Humans meanwhile, can also participate from very young to very old, Sahl said.
“Any dog, any human can do this as long as they can get around a little bit,” she said. “So, I have seen people actually running their dog in a trial from a walker. The dog is on maybe a Flexi line or just a long line and kind of spins around them looking for the odor. It’s just a very accessible activity.”
Any Dog, Any Human
All breeds of dogs seem to benefit from and do very well with nose work, Sahl said. It doesn’t matter if they’re an Irish wolf hound or a tiny Teddy Roosevelt terrier.
“Their noses all have the same olfactory cells,” she said. “Maybe bloodhounds have more receptors — but they’re also not as as fast. But so they can all do it, and it’s so fascinating to watch them do it.”
The mental stimulation is also immensely satisfying for the dogs, Sahl said, something she saw with her first nose work dog, a Shelty named Augie, who turned out to be too overreactive to train for agility work.
Augie, in fact, is how Sahl got hooked on canine nose work in the first place. He was incapable of maintaining his cool in an agility contest, but nose work was something else again.

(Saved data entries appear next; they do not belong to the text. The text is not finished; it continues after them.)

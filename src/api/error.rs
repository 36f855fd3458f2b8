use rocket::http::{ContentType, Status};
use rocket::request::Request;
use rocket::response::{self, Responder, Response};
use std::io::Cursor;

#[derive(Debug, Clone)]
pub enum Error {
    /// Appliance rejected the credentials, or rejected a freshly regenerated
    /// token. Not retried further.
    AuthenticationError(String),
    /// Non-200, malformed or domain-error appliance response after the single
    /// 401 retry was exhausted.
    ApplianceError(String),
    /// Outbound call to the appliance exceeded its deadline. Never retried.
    GatewayTimeout,
    InternalError,
}

fn json_error(status: Status, detail: String) -> response::Result<'static> {
    let body = serde_json::json!({ "detail": detail }).to_string();
    Response::build()
        .status(status)
        .sized_body(body.len(), Cursor::new(body))
        .header(ContentType::JSON)
        .ok()
}

impl<'r> Responder<'r, 'static> for Error {
    fn respond_to(self, _: &'r Request<'_>) -> response::Result<'static> {
        match self {
            Error::GatewayTimeout => json_error(
                Status::GatewayTimeout,
                String::from("Timeout while talking with Powerwall"),
            ),
            Error::AuthenticationError(s) => json_error(
                Status::InternalServerError,
                format!("Error while authenticating to the Powerwall: {}", s),
            ),
            Error::ApplianceError(s) => json_error(
                Status::InternalServerError,
                format!("Powerwall error: {}", s),
            ),
            Error::InternalError => {
                json_error(Status::InternalServerError, String::from("Internal error"))
            }
        }
    }
}
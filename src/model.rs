use serde::Serialize;

/// Session credential issued by the appliance login endpoint. Opaque, carries
/// no expiry hint; staleness is only ever discovered through a 401.
pub type Token = String;

pub type Watts = i64;

/// Immutable appliance principal plus the shared HTTP client. Built once at
/// startup, read-only afterwards.
#[derive(Debug, Clone)]
pub struct Api {
    pub base_url: String,
    pub email: String,
    pub password: String,
    pub timezone: String,
    pub client: reqwest::Client,
}

/// State of charge as returned to downstream clients. `adjusted_soc` rescales
/// the raw percentage over the usable capacity range, clamped to [0, 100].
#[derive(Debug, Clone, Copy, PartialEq, Eq, Serialize)]
pub struct Soc {
    pub raw_soc: i64,
    pub adjusted_soc: i64,
}

/// Instant power of the four appliance meters, in watts. `solar` is never
/// negative; `battery` is negative while discharging.
#[derive(Debug, Clone, Copy, PartialEq, Eq, Serialize)]
pub struct PowerAggregates {
    pub site: Watts,
    pub battery: Watts,
    pub load: Watts,
    pub solar: Watts,
}
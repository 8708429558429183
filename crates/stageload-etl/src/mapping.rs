//! Static per-table load descriptors
//!
//! Each staging table gets one [`TableMapping`] describing the columns the
//! input extract must provide, their semantic types, and the load policy
//! (truncate flag, batch size). Column order defines both the required input
//! columns and the insert column order.

/// Default rows per insert transaction.
pub const DEFAULT_BATCH_SIZE: usize = 1000;

/// Semantic type of a mapped column, driving coercion and bind types.
#[derive(Debug, Clone, Copy, PartialEq, Eq)]
pub enum ColumnType {
    Date,
    Integer,
    Decimal,
    Text,
}

impl ColumnType {
    pub fn as_str(&self) -> &'static str {
        match self {
            Self::Date => "date",
            Self::Integer => "integer",
            Self::Decimal => "decimal",
            Self::Text => "text",
        }
    }
}

impl std::fmt::Display for ColumnType {
    fn fmt(&self, f: &mut std::fmt::Formatter<'_>) -> std::fmt::Result {
        write!(f, "{}", self.as_str())
    }
}

/// One mapped column: name plus semantic type.
#[derive(Debug, Clone, Copy)]
pub struct ColumnSpec {
    pub name: &'static str,
    pub column_type: ColumnType,
}

/// Static descriptor for one target table.
#[derive(Debug, Clone)]
pub struct TableMapping {
    pub table: &'static str,
    pub columns: Vec<ColumnSpec>,
    /// Informational only; uniqueness is enforced by the target schema.
    pub primary_key: &'static [&'static str],
    pub truncate_before_load: bool,
    pub batch_size: usize,
}

impl TableMapping {
    pub fn column_names(&self) -> impl Iterator<Item = &'static str> + '_ {
        self.columns.iter().map(|c| c.name)
    }
}

fn col(name: &'static str, column_type: ColumnType) -> ColumnSpec {
    ColumnSpec { name, column_type }
}

/// Mappings for the staging tables refreshed by the pipeline.
pub fn standard_mappings() -> Vec<TableMapping> {
    use ColumnType::{Date, Decimal, Integer, Text};

    vec![
        TableMapping {
            table: "ft_balance_f",
            columns: vec![
                col("on_date", Date),
                col("account_rk", Integer),
                col("currency_rk", Integer),
                col("balance_out", Decimal),
            ],
            primary_key: &["on_date", "account_rk"],
            truncate_before_load: true,
            batch_size: DEFAULT_BATCH_SIZE,
        },
        TableMapping {
            table: "ft_posting_f",
            columns: vec![
                col("oper_date", Date),
                col("credit_account_rk", Integer),
                col("debet_account_rk", Integer),
                col("credit_amount", Decimal),
                col("debet_amount", Decimal),
            ],
            primary_key: &[],
            truncate_before_load: true,
            batch_size: DEFAULT_BATCH_SIZE,
        },
        TableMapping {
            table: "md_account_d",
            columns: vec![
                col("data_actual_date", Date),
                col("data_actual_end_date", Date),
                col("account_rk", Integer),
                col("account_number", Text),
                col("char_type", Text),
                col("currency_rk", Integer),
                col("currency_code", Text),
            ],
            primary_key: &["data_actual_date", "account_rk"],
            truncate_before_load: true,
            batch_size: DEFAULT_BATCH_SIZE,
        },
        TableMapping {
            table: "md_currency_d",
            columns: vec![
                col("currency_rk", Integer),
                col("data_actual_date", Date),
                col("data_actual_end_date", Date),
                col("currency_code", Text),
                col("code_iso_char", Text),
            ],
            primary_key: &["currency_rk", "data_actual_date"],
            truncate_before_load: true,
            batch_size: DEFAULT_BATCH_SIZE,
        },
        TableMapping {
            table: "md_exchange_rate_d",
            columns: vec![
                col("data_actual_date", Date),
                col("data_actual_end_date", Date),
                col("currency_rk", Integer),
                col("reduced_cource", Decimal),
                col("code_iso_num", Text),
            ],
            primary_key: &["data_actual_date", "currency_rk"],
            truncate_before_load: true,
            batch_size: DEFAULT_BATCH_SIZE,
        },
        TableMapping {
            table: "md_ledger_account_s",
            columns: vec![
                col("chapter", Text),
                col("chapter_name", Text),
                col("section_number", Integer),
                col("section_name", Text),
                col("subsection_name", Text),
                col("ledger1_account", Integer),
                col("ledger1_account_name", Text),
                col("ledger_account", Integer),
                col("ledger_account_name", Text),
                col("characteristic", Text),
                col("start_date", Date),
                col("end_date", Date),
            ],
            primary_key: &["ledger_account", "start_date"],
            truncate_before_load: true,
            batch_size: DEFAULT_BATCH_SIZE,
        },
    ]
}

/// Look up a mapping by table name.
pub fn find<'a>(mappings: &'a [TableMapping], table: &str) -> Option<&'a TableMapping> {
    mappings.iter().find(|m| m.table == table)
}
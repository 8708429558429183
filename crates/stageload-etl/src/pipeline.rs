//! Pipeline orchestration
//!
//! Drives the per-table loaders over the configured table list in order on a
//! single connection. The pipeline is fail-fast: the first table-level
//! failure aborts the run and no later table is attempted.

use chrono::Utc;
use sqlx::postgres::PgConnectOptions;
use sqlx::{Connection, PgConnection};
use tracing::{error, info, warn};

use crate::audit::{ProcessLogger, ProcessStatus, ETL_PROCESS};
use crate::config::{DatabaseConfig, EtlConfig};
use crate::loader;
use crate::mapping;
use stageload_common::{EtlError, Result};

/// Run the whole staging refresh described by `config`.
pub async fn run(config: &EtlConfig) -> Result<()> {
    let overall_start = Utc::now();
    info!("starting staging refresh");

    // Fail before touching the database if any extract is absent.
    check_files_exist(config)?;

    let mut conn = connect(&config.database).await?;
    let logger = ProcessLogger::new(&config.audit);
    logger.log_start(&mut conn, ETL_PROCESS, overall_start).await;

    let result = load_all(&mut conn, &logger, config).await;

    match &result {
        Ok(total_rows) => {
            logger
                .log_end(
                    &mut conn,
                    ETL_PROCESS,
                    overall_start,
                    Utc::now(),
                    ProcessStatus::Completed,
                    None,
                    None,
                )
                .await;
            let elapsed_secs = (Utc::now() - overall_start).num_seconds();
            info!(total_rows, elapsed_secs, "staging refresh completed");
        },
        Err(err) => {
            error!(error = %err, "staging refresh aborted");
        },
    }

    conn.close().await.ok();

    result.map(|_| ())
}

/// Verify every configured input file exists. All missing paths are
/// collected into one error so a single run reports the full shortfall.
pub fn check_files_exist(config: &EtlConfig) -> Result<()> {
    let missing: Vec<String> = config
        .input_files()
        .into_iter()
        .filter(|(_, path)| !path.exists())
        .map(|(_, path)| path.display().to_string())
        .collect();

    if missing.is_empty() {
        info!("all input files present");
        Ok(())
    } else {
        Err(EtlError::Config(format!(
            "missing input files: {}",
            missing.join(", ")
        )))
    }
}

/// Open the single connection used for the whole run.
pub async fn connect(database: &DatabaseConfig) -> Result<PgConnection> {
    let options = PgConnectOptions::new()
        .host(&database.host)
        .port(database.port)
        .database(&database.database)
        .username(&database.user)
        .password(&database.password);

    let conn = PgConnection::connect_with(&options).await?;
    info!(
        host = %database.host,
        database = %database.database,
        "connected to database"
    );
    Ok(conn)
}

async fn load_all(
    conn: &mut PgConnection,
    logger: &ProcessLogger,
    config: &EtlConfig,
) -> Result<u64> {
    let mappings = mapping::standard_mappings();
    let mut total_rows: u64 = 0;

    for (table, file) in config.input_files() {
        match mapping::find(&mappings, table) {
            Some(table_mapping) => {
                info!(table, file = %file.display(), "loading table");
                total_rows += loader::load(
                    conn,
                    logger,
                    &config.staging_schema,
                    table_mapping,
                    &file,
                )
                .await?;
            },
            None => {
                warn!(table, "no mapping configured for table, skipping");
            },
        }
    }

    Ok(total_rows)
}
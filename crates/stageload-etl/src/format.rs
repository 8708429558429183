//! Delimited-format detection
//!
//! Inspects a file's leading bytes to infer delimiter, quoting, and header
//! presence. Extracts delivered by upstream systems are semicolon-delimited
//! with a header; anything else goes through a lightweight statistical
//! sniffer over the first kilobyte.

use std::fs::File;
use std::io::{BufReader, Read, Seek, SeekFrom};
use std::path::Path;

use stageload_common::{EtlError, Result};
use tracing::info;

/// Bytes sampled for sniffing.
const SAMPLE_BYTES: usize = 1024;

/// Delimiters the sniffer considers, in preference order.
const CANDIDATE_DELIMITERS: &[u8] = &[b',', b'\t', b';', b'|'];

/// Sample lines inspected by the sniffer.
const SNIFF_LINES: usize = 10;

/// Inferred dialect of a delimited text file.
#[derive(Debug, Clone, Copy, PartialEq, Eq)]
pub struct CsvFormat {
    pub delimiter: u8,
    pub quote: u8,
    pub has_header: bool,
}

/// Detect the dialect of the file at `path`.
///
/// The first line decides: a semicolon anywhere in it selects the
/// semicolon/double-quote/header dialect outright; otherwise the sampled
/// prefix is sniffed. Fails when the file cannot be opened or holds no
/// header-like first line.
pub fn detect_format(path: &Path) -> Result<CsvFormat> {
    let mut reader = open_after_bom(path)?;

    let mut buf = vec![0u8; SAMPLE_BYTES];
    let mut filled = 0;
    while filled < buf.len() {
        let n = reader.read(&mut buf[filled..])?;
        if n == 0 {
            break;
        }
        filled += n;
    }
    let sample = String::from_utf8_lossy(&buf[..filled]);

    let first_line = sample
        .lines()
        .next()
        .map(str::trim)
        .filter(|line| !line.is_empty())
        .ok_or_else(|| EtlError::FormatDetection {
            path: path.to_path_buf(),
            reason: "file holds no header line".to_string(),
        })?;

    let format = if first_line.contains(';') {
        CsvFormat {
            delimiter: b';',
            quote: b'"',
            has_header: true,
        }
    } else {
        sniff(&sample, path)?
    };

    info!(
        path = %path.display(),
        delimiter = %char::from(format.delimiter).escape_default(),
        quote = %char::from(format.quote),
        has_header = format.has_header,
        "detected input format"
    );

    Ok(format)
}

/// Open `path`, positioned past a UTF-8 byte-order mark if one is present.
pub(crate) fn open_after_bom(path: &Path) -> Result<BufReader<File>> {
    let mut file = File::open(path).map_err(|err| EtlError::FormatDetection {
        path: path.to_path_buf(),
        reason: err.to_string(),
    })?;

    let mut bom = [0u8; 3];
    let mut read = 0;
    while read < bom.len() {
        let n = file.read(&mut bom[read..])?;
        if n == 0 {
            break;
        }
        read += n;
    }
    if !(read == 3 && bom == [0xEF, 0xBB, 0xBF]) {
        file.seek(SeekFrom::Start(0))?;
    }

    Ok(BufReader::new(file))
}

/// Statistical fallback: pick the candidate delimiter that appears a
/// consistent, non-zero number of times per sampled line, then judge header
/// presence by type homogeneity of the first row versus the rest.
fn sniff(sample: &str, path: &Path) -> Result<CsvFormat> {
    let lines: Vec<&str> = sample
        .lines()
        .filter(|line| !line.trim().is_empty())
        .take(SNIFF_LINES)
        .collect();

    let delimiter = pick_delimiter(&lines).ok_or_else(|| EtlError::FormatDetection {
        path: path.to_path_buf(),
        reason: "no candidate delimiter found in sample".to_string(),
    })?;

    // Double quote unless the sample only ever quotes with apostrophes.
    let quote = if !sample.contains('"') && sample.contains('\'') {
        b'\''
    } else {
        b'"'
    };

    Ok(CsvFormat {
        delimiter,
        quote,
        has_header: infer_header(&lines, delimiter),
    })
}

fn pick_delimiter(lines: &[&str]) -> Option<u8> {
    let count = |line: &str, delim: u8| line.bytes().filter(|&b| b == delim).count();

    // First pass: a delimiter appearing the same non-zero number of times on
    // every sampled line. Among those, more columns wins.
    let mut best: Option<(u8, usize)> = None;
    for &delim in CANDIDATE_DELIMITERS {
        let first = count(lines[0], delim);
        if first == 0 {
            continue;
        }
        if lines.iter().all(|line| count(line, delim) == first) {
            match best {
                Some((_, n)) if n >= first => {},
                _ => best = Some((delim, first)),
            }
        }
    }
    if let Some((delim, _)) = best {
        return Some(delim);
    }

    // Fallback: the candidate with the most total occurrences.
    CANDIDATE_DELIMITERS
        .iter()
        .copied()
        .map(|delim| (delim, lines.iter().map(|line| count(line, delim)).sum::<usize>()))
        .filter(|&(_, total)| total > 0)
        .max_by_key(|&(_, total)| total)
        .map(|(delim, _)| delim)
}

/// Vote per column: where the body rows are homogeneously numeric, a
/// non-numeric first-row cell argues for a header, a numeric one against.
/// Ties assume a header, which downstream validation requires anyway.
fn infer_header(lines: &[&str], delimiter: u8) -> bool {
    if lines.len() < 2 {
        return true;
    }

    let split = |line: &str| -> Vec<String> {
        line.split(char::from(delimiter))
            .map(|cell| cell.trim().trim_matches('"').to_string())
            .collect()
    };
    let numeric = |cell: &str| !cell.is_empty() && cell.parse::<f64>().is_ok();

    let header = split(lines[0]);
    let body: Vec<Vec<String>> = lines[1..].iter().map(|line| split(line)).collect();

    let mut votes = 0i32;
    for (idx, cell) in header.iter().enumerate() {
        let column: Vec<&str> = body
            .iter()
            .filter_map(|row| row.get(idx))
            .map(String::as_str)
            .filter(|value| !value.is_empty())
            .collect();
        if column.is_empty() || !column.iter().all(|value| numeric(value)) {
            continue;
        }
        if numeric(cell) {
            votes -= 1;
        } else {
            votes += 1;
        }
    }

    votes >= 0
}
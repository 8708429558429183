//! Process-level audit logging
//!
//! Every unit of work (the whole pipeline and each per-table load) writes
//! append-only STARTED/COMPLETED/FAILED rows into the audit table. History
//! is reconstructed by process name and timestamp ordering; rows are never
//! updated in place.

use chrono::{DateTime, Utc};
use sqlx::{Connection, PgConnection};
use tracing::error;

use crate::config::AuditConfig;
use crate::sql;
use stageload_common::{EtlError, Result};

/// Process name covering the whole pipeline run.
pub const ETL_PROCESS: &str = "ETL_PROCESS";

/// Audit status of a unit of work.
#[derive(Debug, Clone, Copy, PartialEq, Eq)]
pub enum ProcessStatus {
    Started,
    Completed,
    Failed,
}

impl ProcessStatus {
    pub fn as_str(&self) -> &'static str {
        match self {
            Self::Started => "STARTED",
            Self::Completed => "COMPLETED",
            Self::Failed => "FAILED",
        }
    }
}

impl std::fmt::Display for ProcessStatus {
    fn fmt(&self, f: &mut std::fmt::Formatter<'_>) -> std::fmt::Result {
        write!(f, "{}", self.as_str())
    }
}

/// Writes audit rows for named processes.
///
/// Every write is best-effort: a failing audit insert is reported on the
/// operational log stream and otherwise swallowed, and it runs in its own
/// transaction, so audit-store unavailability never blocks or rolls back
/// the caller's data load.
pub struct ProcessLogger {
    insert_sql: String,
}

impl ProcessLogger {
    pub fn new(config: &AuditConfig) -> Self {
        let insert_sql = format!(
            "INSERT INTO {} \
             (process_name, start_time, end_time, status, rows_processed, error_message) \
             VALUES ($1, $2, $3, $4, $5, $6)",
            sql::qualified(&config.schema, &config.table)
        );
        Self { insert_sql }
    }

    /// Record that `process` has started.
    pub async fn log_start(
        &self,
        conn: &mut PgConnection,
        process: &str,
        started_at: DateTime<Utc>,
    ) {
        self.write(conn, process, started_at, Utc::now(), ProcessStatus::Started, None, None)
            .await;
    }

    /// Record that `process` finished with the given status.
    #[allow(clippy::too_many_arguments)]
    pub async fn log_end(
        &self,
        conn: &mut PgConnection,
        process: &str,
        started_at: DateTime<Utc>,
        finished_at: DateTime<Utc>,
        status: ProcessStatus,
        rows_processed: Option<i64>,
        error_message: Option<&str>,
    ) {
        self.write(conn, process, started_at, finished_at, status, rows_processed, error_message)
            .await;
    }

    #[allow(clippy::too_many_arguments)]
    async fn write(
        &self,
        conn: &mut PgConnection,
        process: &str,
        started_at: DateTime<Utc>,
        finished_at: DateTime<Utc>,
        status: ProcessStatus,
        rows_processed: Option<i64>,
        error_message: Option<&str>,
    ) {
        if let Err(err) = self
            .insert(conn, process, started_at, finished_at, status, rows_processed, error_message)
            .await
        {
            error!(process, status = %status, error = %err, "failed to write audit log entry");
        }
    }

    #[allow(clippy::too_many_arguments)]
    async fn insert(
        &self,
        conn: &mut PgConnection,
        process: &str,
        started_at: DateTime<Utc>,
        finished_at: DateTime<Utc>,
        status: ProcessStatus,
        rows_processed: Option<i64>,
        error_message: Option<&str>,
    ) -> Result<()> {
        let mut tx = conn
            .begin()
            .await
            .map_err(|err| EtlError::AuditLog(err.to_string()))?;

        sqlx::query(&self.insert_sql)
            .bind(process)
            .bind(started_at)
            .bind(finished_at)
            .bind(status.as_str())
            .bind(rows_processed)
            .bind(error_message)
            .execute(&mut *tx)
            .await
            .map_err(|err| EtlError::AuditLog(err.to_string()))?;

        tx.commit()
            .await
            .map_err(|err| EtlError::AuditLog(err.to_string()))?;

        Ok(())
    }
}
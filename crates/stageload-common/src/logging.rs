//! Logging Configuration and Initialization
//!
//! Centralized logging for all stageload components. Operational messages go
//! to a combined console + file stream with timestamp, severity, and message;
//! the split is configurable per environment.
//!
//! Environment variables:
//! - `LOG_LEVEL`: trace, debug, info, warn, error
//! - `LOG_OUTPUT`: console, file, both
//! - `LOG_DIR`: directory for log files
//! - `LOG_FILE_PREFIX`: prefix for rotated log files
//! - `LOG_FILTER`: extra filter directives (e.g. "sqlx=warn")

use anyhow::{Context, Result};
use serde::{Deserialize, Serialize};
use std::path::PathBuf;
use tracing::Level;
use tracing_subscriber::{
    fmt, layer::SubscriberExt, util::SubscriberInitExt, EnvFilter,
};

/// Log level for filtering messages
#[derive(Debug, Clone, Copy, PartialEq, Eq, Serialize, Deserialize, Default)]
#[serde(rename_all = "lowercase")]
pub enum LogLevel {
    Trace,
    Debug,
    #[default]
    Info,
    Warn,
    Error,
}

impl LogLevel {
    /// Convert to tracing Level
    pub fn to_tracing_level(self) -> Level {
        match self {
            LogLevel::Trace => Level::TRACE,
            LogLevel::Debug => Level::DEBUG,
            LogLevel::Info => Level::INFO,
            LogLevel::Warn => Level::WARN,
            LogLevel::Error => Level::ERROR,
        }
    }
}

impl std::str::FromStr for LogLevel {
    type Err = anyhow::Error;

    fn from_str(s: &str) -> std::result::Result<Self, Self::Err> {
        match s.to_lowercase().as_str() {
            "trace" => Ok(LogLevel::Trace),
            "debug" => Ok(LogLevel::Debug),
            "info" => Ok(LogLevel::Info),
            "warn" | "warning" => Ok(LogLevel::Warn),
            "error" => Ok(LogLevel::Error),
            _ => Err(anyhow::anyhow!("Invalid log level: {}", s)),
        }
    }
}

impl std::fmt::Display for LogLevel {
    fn fmt(&self, f: &mut std::fmt::Formatter<'_>) -> std::fmt::Result {
        match self {
            LogLevel::Trace => write!(f, "trace"),
            LogLevel::Debug => write!(f, "debug"),
            LogLevel::Info => write!(f, "info"),
            LogLevel::Warn => write!(f, "warn"),
            LogLevel::Error => write!(f, "error"),
        }
    }
}

/// Output target for logs
#[derive(Debug, Clone, PartialEq, Eq, Serialize, Deserialize, Default)]
#[serde(rename_all = "lowercase")]
pub enum LogOutput {
    /// Output to console only
    Console,
    /// Output to file only
    File,
    /// Output to both console and file
    #[default]
    Both,
}

impl std::str::FromStr for LogOutput {
    type Err = anyhow::Error;

    fn from_str(s: &str) -> std::result::Result<Self, Self::Err> {
        match s.to_lowercase().as_str() {
            "console" | "stdout" => Ok(LogOutput::Console),
            "file" => Ok(LogOutput::File),
            "both" | "all" => Ok(LogOutput::Both),
            _ => Err(anyhow::anyhow!("Invalid log output: {}", s)),
        }
    }
}

impl std::fmt::Display for LogOutput {
    fn fmt(&self, f: &mut std::fmt::Formatter<'_>) -> std::fmt::Result {
        match self {
            LogOutput::Console => write!(f, "console"),
            LogOutput::File => write!(f, "file"),
            LogOutput::Both => write!(f, "both"),
        }
    }
}

/// Logging configuration
#[derive(Debug, Clone, Serialize, Deserialize)]
pub struct LogConfig {
    /// Minimum log level to display
    pub level: LogLevel,

    /// Output target (console, file, or both)
    pub output: LogOutput,

    /// Directory for log files (only used when output includes file)
    pub log_dir: PathBuf,

    /// Log file name prefix (e.g. "stageload" -> "stageload.2026-08-05.log")
    pub log_file_prefix: String,

    /// Additional filter directives (e.g. "sqlx=warn")
    pub filter_directives: Option<String>,
}

impl Default for LogConfig {
    fn default() -> Self {
        Self {
            level: LogLevel::Info,
            output: LogOutput::Both,
            log_dir: PathBuf::from("./logs"),
            log_file_prefix: "stageload".to_string(),
            filter_directives: None,
        }
    }
}

impl LogConfig {
    /// Load configuration from environment variables, falling back to
    /// the given base config for anything unset.
    pub fn from_env(base: LogConfig) -> Result<Self> {
        let mut config = base;

        if let Ok(level) = std::env::var("LOG_LEVEL") {
            config.level = level.parse()?;
        }

        if let Ok(output) = std::env::var("LOG_OUTPUT") {
            config.output = output.parse()?;
        }

        if let Ok(dir) = std::env::var("LOG_DIR") {
            config.log_dir = PathBuf::from(dir);
        }

        if let Ok(prefix) = std::env::var("LOG_FILE_PREFIX") {
            config.log_file_prefix = prefix;
        }

        if let Ok(filter) = std::env::var("LOG_FILTER") {
            config.filter_directives = Some(filter);
        }

        Ok(config)
    }
}

/// Initialize logging with the given configuration.
///
/// Sets up the global tracing subscriber; call once at startup.
pub fn init_logging(config: &LogConfig) -> Result<()> {
    let mut filter =
        EnvFilter::from_default_env().add_directive(config.level.to_tracing_level().into());

    if let Some(ref directives) = config.filter_directives {
        for directive in directives.split(',') {
            filter = filter.add_directive(
                directive
                    .trim()
                    .parse()
                    .context("Failed to parse filter directive")?,
            );
        }
    }

    match config.output {
        LogOutput::Console => {
            tracing_subscriber::registry()
                .with(filter)
                .with(console_layer())
                .try_init()?;
        },
        LogOutput::File => {
            tracing_subscriber::registry()
                .with(filter)
                .with(file_layer(config)?)
                .try_init()?;
        },
        LogOutput::Both => {
            tracing_subscriber::registry()
                .with(filter)
                .with(console_layer())
                .with(file_layer(config)?)
                .try_init()?;
        },
    }

    Ok(())
}

fn console_layer<S>() -> impl tracing_subscriber::Layer<S>
where
    S: tracing::Subscriber + for<'a> tracing_subscriber::registry::LookupSpan<'a>,
{
    fmt::layer().with_writer(std::io::stdout).with_target(true)
}

fn file_layer<S>(config: &LogConfig) -> Result<impl tracing_subscriber::Layer<S>>
where
    S: tracing::Subscriber + for<'a> tracing_subscriber::registry::LookupSpan<'a>,
{
    std::fs::create_dir_all(&config.log_dir).context("Failed to create log directory")?;

    let file_appender = tracing_appender::rolling::daily(&config.log_dir, &config.log_file_prefix);
    let (non_blocking, guard) = tracing_appender::non_blocking(file_appender);

    // The guard must outlive the subscriber; leak it for the process lifetime.
    std::mem::forget(guard);

    Ok(fmt::layer()
        .with_writer(non_blocking)
        .with_target(true)
        .with_ansi(false))
}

“He was so brilliant, so energetic,” Sahl recalled. “He got really good at it. And he still loves the game, though he is retired now. All of the training searches I set for my younger dogs, I run him on them as well, just for fun.”
Fun Spaces Too
While the first competition wasn’t all that long ago, competitions these days are held across the nation in all kinds of interesting places.
Sahl is planning a trip to Illinois for a trial that will be held at a fire truck production facility.
“The trials are always in real-life settings,” Sahl said. “In fact, one of the trials me and my colleagues will be going to is just over the hill in Laramie at the Wyoming Territorial Museum.”
People come from all over the country for the event, Sahl added, because of the unique nature of the venue.
“It’s a super fun venue,” Sahl said, “And it runs for three days.”
Thing To Know
Dogs on average have 100 million olfactory receptors in their noses, while humans have just 6 million. That allows them to smell anywhere from 10,000 to 100,000 times better than people do.
If dogs are that good at smelling, though, why do they always want to smell the stinky spots we’d rather they ignored?
The answer is simple. Our sweat glands – specifically, the apocrine glands – release pheromones that dogs can smell to gather information about other mammals.
This is why dogs seem to be obsessed with each other’s rear ends. Dogs have apocrine glands everywhere, but they have the most such glands near the anus and genitals.